Shortly after Bhutto returned as prime minister in 1993, a Pakistani bullion trader in Dubai, Abdul Razzak Yaqub, proposed a deal: in return for the exclusive right to import gold, Razzak would help the government regularize the trade. In November 1994, Pakistan’s Commerce Ministry wrote to Razzak informing him that he had been granted a license that made him, for at least the next two years, Pakistan’s sole authorized gold importer. In an interview in his office in Dubai, Razzak acknowledged that he had used the license to import more than $500 million in gold into Pakistan, and that he had travelled to Islamabad several times to meet with Bhutto and Zardari. But he denied that there had been any corruption or secret deals. “I have not paid a single cent to Zardari,” he said.
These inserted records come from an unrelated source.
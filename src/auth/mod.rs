pub mod handlers;
pub mod models;
pub mod routes;
use buks_shop::schema::subscribers;
use chrono::{DateTime, Utc};
use diesel::prelude::*;
use serde::{Deserialize, Serialize};
use validator::Validate;

#[derive(Queryable, Selectable, Identifiable, Debug, Serialize)]
#[diesel(table_name=subscribers)]
#[diesel(check_for_backend(diesel::pg::Pg))]
pub struct Subscriber {
    pub id: i32,
    pub full_name: String,
    pub email: String,
    pub created_at: DateTime<Utc>,
}

#[derive(Insertable, Deserialize, Validate)]
#[diesel(table_name=subscribers)]
pub struct SubscribeRequest {
    #[validate(length(min = 1, max = 100))]
    pub full_name: String,
    #[validate(email)]
    pub email: String,
}
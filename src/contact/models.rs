use buks_shop::schema::contact_messages;
use chrono::{DateTime, Utc};
use diesel::prelude::*;
use serde::{Deserialize, Serialize};
use validator::Validate;

#[derive(Queryable, Selectable, Identifiable, Debug, Serialize)]
#[diesel(table_name=contact_messages)]
#[diesel(check_for_backend(diesel::pg::Pg))]
pub struct ContactMessage {
    pub id: i32,
    pub full_name: String,
    pub email: String,
    pub subject: Option<String>,
    pub message: String,
    pub created_at: DateTime<Utc>,
}

#[derive(Insertable, Deserialize, Validate)]
#[diesel(table_name=contact_messages)]
pub struct ContactRequest {
    #[validate(length(min = 1, max = 100))]
    pub full_name: String,
    #[validate(email)]
    pub email: String,
    #[validate(length(max = 150))]
    pub subject: Option<String>,
    #[validate(length(min = 1, max = 5000))]
    pub message: String,
}
use axum::{
    Router,
    routing::{delete, get},
};

use super::handlers;
use crate::state::AppState;

pub fn get_routes() -> Router<AppState> {
    Router::new()
        .route(
            "/delivery-fees",
            get(handlers::get_delivery_fees).post(handlers::create_delivery_fee),
        )
        .route("/delivery-fees/quote", get(handlers::quote))
        .route("/delivery-fees/{id}", delete(handlers::remove_delivery_fee))
}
Razzak claims that someone in Pakistan who wished to destroy his reputation had contrived to have his company wrongly identified as the depositor. “Somebody in the bank has cooperated with my enemies to make false documents,” he said.[34][35][36][37]
Bhutto’s niece and others have publicly accused Bhutto of complicity in the killing of her brother Murtaza Bhutto in 1996 by uniformed police officers whilst she was Prime Minister.[38]